**** Data extracts
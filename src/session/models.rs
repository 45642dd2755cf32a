//! Data models for a flashcard session

use std::collections::VecDeque;

use serde::{Deserialize, Serialize};

/// A translation prompt. Two cards are the same card when both fields match.
#[derive(Debug, Clone, PartialEq, Eq, Hash, Serialize, Deserialize)]
#[serde(rename_all = "camelCase")]
pub struct Card {
    pub original: String,
    pub translated: String,
}

impl Card {
    pub fn new(original: impl Into<String>, translated: impl Into<String>) -> Self {
        Self {
            original: original.into(),
            translated: translated.into(),
        }
    }
}

/// A card deferred by the learner
#[derive(Debug, Clone, PartialEq, Eq, Serialize, Deserialize)]
#[serde(rename_all = "camelCase")]
pub struct HardEntry {
    pub card: Card,
    /// Value of the shown counter at which the card rejoins the deck
    #[serde(rename = "target", alias = "targetCount")]
    pub target_count: u64,
}

impl HardEntry {
    pub fn is_eligible(&self, shown_count: u64) -> bool {
        shown_count >= self.target_count
    }
}

/// Everything the scheduler needs to continue a session
#[derive(Debug, Clone, Default, PartialEq, Eq, Serialize, Deserialize)]
#[serde(rename_all = "camelCase")]
pub struct SessionState {
    /// Cards waiting to be shown, front first
    pub deck: VecDeque<Card>,
    #[serde(default)]
    pub hard_queue: Vec<HardEntry>,
    /// Cards dispatched so far; only ever grows
    #[serde(default)]
    pub shown_count: u64,
    #[serde(default)]
    pub correct_count: u64,
    /// Deck size when the session started
    #[serde(default)]
    pub total_cards: u64,
    #[serde(default, skip_serializing_if = "Option::is_none")]
    pub current_card: Option<Card>,
}

impl SessionState {
    /// Fresh state over an already shuffled deck
    pub fn new(deck: Vec<Card>) -> Self {
        let total_cards = deck.len() as u64;
        Self {
            deck: deck.into(),
            total_cards,
            ..Default::default()
        }
    }

    pub fn stats(&self) -> SessionStats {
        let progress_percent = if self.total_cards == 0 {
            0.0
        } else {
            self.shown_count as f64 / self.total_cards as f64 * 100.0
        };

        SessionStats {
            remaining: self.deck.len(),
            hard: self.hard_queue.len(),
            shown: self.shown_count,
            correct: self.correct_count,
            total: self.total_cards,
            progress_percent,
        }
    }
}

/// The card handed to the rendering layer. `translated` stays hidden until revealed.
#[derive(Debug, Clone, PartialEq, Eq, Serialize, Deserialize)]
#[serde(rename_all = "camelCase")]
pub struct DisplayCard {
    pub original: String,
    pub translated: String,
}

impl From<&Card> for DisplayCard {
    fn from(card: &Card) -> Self {
        Self {
            original: card.original.clone(),
            translated: card.translated.clone(),
        }
    }
}

/// Final score once the deck runs dry
#[derive(Debug, Clone, Copy, PartialEq, Eq, Serialize, Deserialize)]
#[serde(rename_all = "camelCase")]
pub struct SessionComplete {
    pub correct_count: u64,
    pub total_cards: u64,
}

/// Result of asking for the next card
#[derive(Debug, Clone, PartialEq, Eq, Serialize, Deserialize)]
#[serde(tag = "type", rename_all = "camelCase")]
pub enum Advance {
    Card(DisplayCard),
    Complete(SessionComplete),
}

impl Advance {
    pub fn is_complete(&self) -> bool {
        matches!(self, Self::Complete(_))
    }
}

#[derive(Debug, Clone, Copy, PartialEq, Eq, Serialize, Deserialize)]
#[serde(rename_all = "camelCase")]
pub enum AnswerResult {
    Correct,
    Incorrect,
}

/// Result of marking the current card hard
#[derive(Debug, Clone, Copy, PartialEq, Eq, Serialize, Deserialize)]
#[serde(tag = "type", rename_all = "camelCase")]
pub enum HardOutcome {
    /// A new entry was queued
    Queued { target: u64 },
    /// The card already had an entry; it was left untouched
    AlreadyQueued { target: u64 },
}

/// Result of marking the current card easy
#[derive(Debug, Clone, Copy, PartialEq, Eq, Serialize, Deserialize)]
#[serde(rename_all = "camelCase")]
pub enum EasyOutcome {
    RemovedFromHard,
    /// The card was not in the hard queue; nothing changed
    MarkedEasyNoop,
}

/// Running counters for display
#[derive(Debug, Clone, Copy, PartialEq, Serialize, Deserialize)]
#[serde(rename_all = "camelCase")]
pub struct SessionStats {
    /// Cards left in the deck
    pub remaining: usize,
    /// Cards waiting in the hard queue
    pub hard: usize,
    pub shown: u64,
    pub correct: u64,
    pub total: u64,
    /// May exceed 100 once hard cards come back
    pub progress_percent: f64,
}

#[cfg(test)]
mod tests {
    use super::*;

    #[test]
    fn test_card_equality_uses_both_fields() {
        assert_eq!(Card::new("Hund", "dog"), Card::new("Hund", "dog"));
        assert_ne!(Card::new("Hund", "dog"), Card::new("Hund", "hound"));
    }

    #[test]
    fn test_hard_entry_wire_format() {
        let entry = HardEntry {
            card: Card::new("Katze", "cat"),
            target_count: 11,
        };
        let json = serde_json::to_value(&entry).unwrap();
        assert_eq!(json["target"], 11);
        assert_eq!(json["card"]["original"], "Katze");

        let parsed: HardEntry = serde_json::from_str(
            r#"{"card":{"original":"Katze","translated":"cat"},"targetCount":4}"#,
        )
        .unwrap();
        assert_eq!(parsed.target_count, 4);
    }

    #[test]
    fn test_eligibility_is_inclusive() {
        let entry = HardEntry {
            card: Card::new("a", "b"),
            target_count: 5,
        };
        assert!(!entry.is_eligible(4));
        assert!(entry.is_eligible(5));
        assert!(entry.is_eligible(6));
    }

    #[test]
    fn test_stats_progress() {
        let mut state = SessionState::new(vec![Card::new("a", "1"), Card::new("b", "2")]);
        assert_eq!(state.stats().progress_percent, 0.0);

        state.shown_count = 3;
        let stats = state.stats();
        assert_eq!(stats.remaining, 2);
        assert_eq!(stats.total, 2);
        assert!((stats.progress_percent - 150.0).abs() < f64::EPSILON);
    }

    #[test]
    fn test_stats_empty_total() {
        let state = SessionState::default();
        assert_eq!(state.stats().progress_percent, 0.0);
    }
}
********
- _Aim of the exercise_
Write out exactly the lines above between the line with "already shuffled deck" and the line with "fn from(card: &Card)", inclusive, and nothing beyond them.

- _Answer to this task_
    /// Fresh state over an already shuffled deck
    pub fn new(deck: Vec<Card>) -> Self {
        let total_cards = deck.len() as u64;
        Self {
            deck: deck.into(),
            total_cards,
            ..Default::default()
        }
    }

    pub fn stats(&self) -> SessionStats {
        let progress_percent = if self.total_cards == 0 {
            0.0
        } else {
            self.shown_count as f64 / self.total_cards as f64 * 100.0
        };

        SessionStats {
            remaining: self.deck.len(),
            hard: self.hard_queue.len(),
            shown: self.shown_count,
            correct: self.correct_count,
            total: self.total_cards,
            progress_percent,
        }
    }
}

/// The card handed to the rendering layer. `translated` stays hidden until revealed.
#[derive(Debug, Clone, PartialEq, Eq, Serialize, Deserialize)]
#[serde(rename_all = "camelCase")]
pub struct DisplayCard {
    pub original: String,
    pub translated: String,
}

impl From<&Card> for DisplayCard {
    fn from(card: &Card) -> Self {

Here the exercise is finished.